- [Your assignment]: Below are some records. Copy every line in them that holds "ReleaseSaga".
_ _ _ _ _ _ _
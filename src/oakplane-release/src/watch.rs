//! Background ingestion of gateway node heartbeats.
//!
//! Watch values arrive on a channel (from the HTTPS feed or anything else
//! holding the sender) and are upserted one at a time. Errors and panics stop
//! at this boundary: they are logged and the worker moves on.

use crate::ControlPlane;
use futures::FutureExt;
use serde_json::Value;
use std::panic::AssertUnwindSafe;
use tokio::sync::mpsc;
use tokio::task::JoinHandle;
use tracing::{debug, error, info};

pub struct WatchWorker {
    plane: ControlPlane,
    rx: mpsc::Receiver<Value>,
}

impl WatchWorker {
    pub fn new(plane: ControlPlane, rx: mpsc::Receiver<Value>) -> Self {
        Self { plane, rx }
    }

    /// Run until every sender is dropped.
    pub async fn run(mut self) {
        info!("cluster watch worker started");
        while let Some(value) = self.rx.recv().await {
            self.ingest(value).await;
        }
        info!("cluster watch worker stopped");
    }

    async fn ingest(&self, value: Value) {
        let outcome = AssertUnwindSafe(self.plane.cluster_node_watch_add_value(value))
            .catch_unwind()
            .await;
        match outcome {
            Ok(Ok(node)) => debug!(id = %node.id, node_ip = %node.node_ip, "watch value applied"),
            Ok(Err(e)) => error!(code = ?e.code(), "cluster node watch add failed: {e}"),
            Err(panic) => {
                let reason = panic
                    .downcast_ref::<&str>()
                    .map(|s| s.to_string())
                    .or_else(|| panic.downcast_ref::<String>().cloned())
                    .unwrap_or_else(|| "unknown panic".to_string());
                error!("cluster node watch add panicked: {reason}");
            }
        }
    }
}

/// Spawn a worker and return the sender feeding it.
pub fn spawn_watch_worker(plane: ControlPlane, capacity: usize) -> (mpsc::Sender<Value>, JoinHandle<()>) {
    let (tx, rx) = mpsc::channel(capacity.max(1));
    let handle = tokio::spawn(WatchWorker::new(plane, rx).run());
    (tx, handle)
}
pub mod certificates;
pub mod cluster;
pub mod plugins;
pub mod release;
pub mod routes;
pub mod services;

pub use certificates::*;
pub use cluster::*;
pub use plugins::*;
pub use release::*;
pub use routes::*;
pub use services::*;
use crate::inputs::PluginInput;
use crate::saga::{DeleteSaga, RegistryEntry, ReleaseSaga};
use crate::{ControlPlane, matches_search, render, validator};
use chrono::Utc;
use oakplane_core::{Page, Paged, Plugin, Releasable, ReleaseStatus, ResourceKind, new_id};
use oakplane_errors::{ConsistencyError, ControlResult};
use oakplane_memory::{StoreRead, StoreWriter, WriteBatch};
use tracing::info;

/// Plugin keys name data-plane handlers and must be unique.
fn key_unique(writer: &StoreWriter<'_>, key: &str, exclude_id: Option<&str>) -> ControlResult<()> {
    let taken = writer
        .list_where(|p: &Plugin| p.key == key && Some(p.id.as_str()) != exclude_id)?;
    if !taken.is_empty() {
        return Err(ConsistencyError::ResourceExists {
            kind: ResourceKind::Plugin,
            values: vec![key.to_string()],
        }
        .into());
    }
    Ok(())
}

impl ControlPlane {
    pub async fn plugin_create(&self, input: PluginInput) -> ControlResult<Plugin> {
        input.validate()?;
        let now = Utc::now();
        let plugin = Plugin {
            id: new_id(ResourceKind::Plugin),
            name: input.name.trim().to_string(),
            key: input.key.trim().to_string(),
            r#type: input.r#type,
            description: input.description,
            config: input.config,
            is_enable: input.is_enable,
            release_status: ReleaseStatus::Unpublished,
            created_at: now,
            updated_at: now,
        };

        {
            let writer = self.store.writer().await;
            key_unique(&writer, &plugin.key, None)?;
            writer.put(&plugin)?;
        }
        info!(id = %plugin.id, key = %plugin.key, plugin_type = plugin.r#type.display_name(), "plugin created");

        if input.is_release {
            ReleaseSaga::<Plugin>::new(self, &plugin.id, ReleaseStatus::Unpublished)
                .run(render::plugin_document(&plugin))
                .await?;
        }
        validator::require(self.store.as_ref(), &plugin.id)
    }

    pub async fn plugin_update(&self, id: &str, input: PluginInput) -> ControlResult<Plugin> {
        input.validate()?;
        let plugin = {
            let writer = self.store.writer().await;
            let prior = validator::require::<Plugin>(&writer, id)?;
            let key = input.key.trim().to_string();
            key_unique(&writer, &key, Some(id))?;

            let plugin = Plugin {
                name: input.name.trim().to_string(),
                key,
                r#type: input.r#type,
                description: input.description,
                config: input.config,
                is_enable: input.is_enable,
                release_status: prior.release_status.after_edit(),
                updated_at: Utc::now(),
                ..prior
            };
            writer.put(&plugin)?;
            plugin
        };
        info!(id, status = %plugin.release_status, "plugin updated");

        if input.is_release {
            ReleaseSaga::<Plugin>::new(self, id, plugin.release_status)
                .run(render::plugin_document(&plugin))
                .await?;
        }
        validator::require(self.store.as_ref(), id)
    }

    /// Only plugins no route binds may be deleted.
    pub async fn plugin_delete(&self, id: &str) -> ControlResult<()> {
        let mut saga = DeleteSaga::new(self, ResourceKind::Plugin, id);
        {
            let writer = self.store.writer().await;
            let plugin = validator::require::<Plugin>(&writer, id)?;
            validator::releasable_deletable(&plugin)?;
            validator::plugin_unbound(&writer, id)?;
            if plugin.release_status.in_registry() {
                saga = saga.with_entry(RegistryEntry {
                    kind: ResourceKind::Plugin,
                    id: id.to_string(),
                    restore: render::plugin_document(&plugin),
                });
            }
        }

        saga.run(|writer| {
            let plugin = validator::require::<Plugin>(writer, id)?;
            validator::releasable_deletable(&plugin)?;
            validator::plugin_unbound(writer, id)?;
            let mut batch = WriteBatch::new();
            batch.delete::<Plugin>(id);
            Ok(batch)
        })
        .await
    }

    pub async fn plugin_release(&self, id: &str) -> ControlResult<()> {
        let plugin = validator::require::<Plugin>(self.store.as_ref(), id)?;
        validator::not_yet_published(&plugin)?;
        ReleaseSaga::<Plugin>::new(self, id, plugin.release_status)
            .run(render::plugin_document(&plugin))
            .await
    }

    pub async fn plugin_switch_enable(&self, id: &str, on: bool) -> ControlResult<Plugin> {
        let writer = self.store.writer().await;
        let mut plugin = validator::require::<Plugin>(&writer, id)?;
        validator::switch_changes(plugin.is_enable, on)?;
        plugin.is_enable = on;
        let status = plugin.release_status.after_edit();
        plugin.set_release_status(status);
        writer.put(&plugin)?;
        info!(id, on, status = %status, "plugin switched");
        Ok(plugin)
    }

    pub fn plugin_info(&self, id: &str) -> ControlResult<Plugin> {
        validator::require(self.store.as_ref(), id)
    }

    /// Newest first; `search` matches id, name or key.
    pub fn plugin_list(&self, search: Option<&str>, page: Page) -> ControlResult<Paged<Plugin>> {
        let mut plugins = self
            .store
            .list_where(|p: &Plugin| matches_search(search, &[p.id.as_str(), p.name.as_str(), p.key.as_str()]))?;
        plugins.sort_by(|a, b| (b.created_at, &b.id).cmp(&(a.created_at, &a.id)));
        Ok(Paged::from_vec(plugins, page))
    }
}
_ _ _ _ _ _ _
- [Output below]:
use crate::saga::{DeleteSaga, RegistryEntry, ReleaseSaga};
            ReleaseSaga::<Plugin>::new(self, &plugin.id, ReleaseStatus::Unpublished)
            ReleaseSaga::<Plugin>::new(self, id, plugin.release_status)
        ReleaseSaga::<Plugin>::new(self, id, plugin.release_status)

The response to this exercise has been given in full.